Skip access controls on shared agent memory

Persistent memory introduces a new attack surface. If agent A can read agent B's stored context in a multi-tenant system, you have a data leakage problem. This applies to both vector databases, where tenant isolation depends on metadata filtering, and shared filesystems, where mount permissions determine access scope.

Metadata filtering fails open by design. AWS warns that filter-level isolation exposes other tenants' documents if the middleware constructing the filter fails open. OWASP identifies chunk-level access control propagation as the most common compliance failure in enterprise RAG deployments.

Scope access controls per tenant, then narrow them by agent and session. The application must enforce the tenant ID filter on vector database queries. Push enforcement to the storage layer where possible, since attribute-based access control backed by IAM eliminates cross-tenant leakage at the storage boundary.

Shared filesystems must use mount permissions that restrict read-write access to authorized sandboxes only. Start by auditing which agents can read which memory stores today, then scope each one to its tenant. Treat memory isolation with the same rigor as sandbox compute isolation.

How to build persistent memory into your agent architecture

When every agent session starts from zero, repeated setup compounds latency, lost user corrections erode trust, and workflows cannot extend beyond a single session. Persistent memory gives production agents continuity across sessions.

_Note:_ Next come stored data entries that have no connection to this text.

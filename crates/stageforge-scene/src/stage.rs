//! Stage root
//!
//! A stage is a scene graph plus the fallout plane height. The exporter's
//! structural conventions live here: collision groups and the background
//! group sit directly beneath the root, and the start node is a root child.

use serde::{Deserialize, Serialize};

use crate::mesh::ModelTable;
use crate::node::{GroupData, NodeKind, SceneNode};

/// A complete stage: scene graph root plus the fallout plane
#[derive(Debug, Clone, PartialEq, Serialize, Deserialize)]
pub struct Stage {
    pub root: SceneNode,
    /// Y height below which the player falls out of the stage
    pub fallout_y: f32,
}

impl Stage {
    pub fn new(root: SceneNode, fallout_y: f32) -> Self {
        Self { root, fallout_y }
    }

    /// Collision groups among the root's children, in graph order
    pub fn collision_groups(&self) -> Vec<(&SceneNode, &GroupData)> {
        self.root
            .children
            .iter()
            .filter_map(|child| match &child.kind {
                NodeKind::Group(data) => Some((child, data)),
                _ => None,
            })
            .collect()
    }

    /// Background group nodes among the root's children, in graph order
    pub fn background_groups(&self) -> Vec<&SceneNode> {
        self.root
            .children
            .iter()
            .filter(|child| matches!(child.kind, NodeKind::BackgroundGroup))
            .collect()
    }

    /// The first start node among the root's children, if any
    pub fn start_node(&self) -> Option<&SceneNode> {
        self.root
            .children
            .iter()
            .find(|child| matches!(child.kind, NodeKind::Start))
    }
}

/// A stage plus the mesh resources it references, as loaded by a frontend
#[derive(Debug, Clone, Serialize, Deserialize)]
pub struct StageDescription {
    pub stage: Stage,
    #[serde(default)]
    pub models: ModelTable,
}

impl StageDescription {
    /// Normalize a freshly deserialized description: animation channels are
    /// sorted by time so downstream passes can rely on the ordering.
    pub fn normalize(&mut self) {
        fn walk(node: &mut SceneNode) {
            if let NodeKind::Group(data) = &mut node.kind {
                if let Some(anim) = &mut data.animation {
                    anim.sort_channels();
                }
            }
            for child in &mut node.children {
                walk(child);
            }
        }
        walk(&mut self.stage.root);
    }
}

For teams building coding agents and data analysis agents that execute code in production, Blaxel, a perpetual sandbox platform, combines sandboxes that resume from standby in under 25ms with Volumes for persistent block storage. Agent Drive shares context across agent sessions through a distributed filesystem. Agent Drive is currently in private preview, available in the us-was-1 region.

Talk to the team at blaxel.ai/contact or start building at app.blaxel.ai.

Frequently asked questions

What is persistent memory in AI agents?

Persistent memory in AI agents is the ability for an agent to retain and recall information across independent execution sessions. It can preserve user preferences and interaction history, keep execution state such as files and processes available between runs, and make artifacts accessible across multiple agents through shared storage.

Why do AI agents lose memory between sessions?

Some agent runtimes and deployment models use stateless or ephemeral execution environments that are destroyed after each session. Serverless functions and ephemeral containers provide transient execution environments: for example, AWS Lambda can preserve temporary filesystem and runtime state across warm invocations but deletes /tmp when the execution environment is terminated, while Kubernetes ephemeral containers run until their command exits and are not restarted. The agent starts fresh on every invocation because the underlying compute doesn't preserve state. Persistent execution environments and external memory stores solve this by retaining data across sessions.

What is the best way to give an AI agent long-term memory?

The best approach depends on the workload. Conversational agents benefit from vector databases that store and retrieve interaction history through semantic search. Coding and data analysis agents benefit from persistent execution environments that keep the sandbox alive between sessions and avoid repeated setup operations. Multi-agent workflows benefit from shared filesystems that let agents access each other's outputs. Most production systems combine two or three patterns.

How does persistent execution state differ from saving agent output to a database?

Persistent execution state preserves the entire sandbox environment: filesystem contents, loaded datasets, installed dependencies, memory, and running processes. Saving output to a database captures only what the agent explicitly serializes. The difference matters for setup-heavy workloads. A coding agent with a persistent sandbox resumes instantly with the full environment intact, while database-stored output requires rebuilding the environment from scratch each session.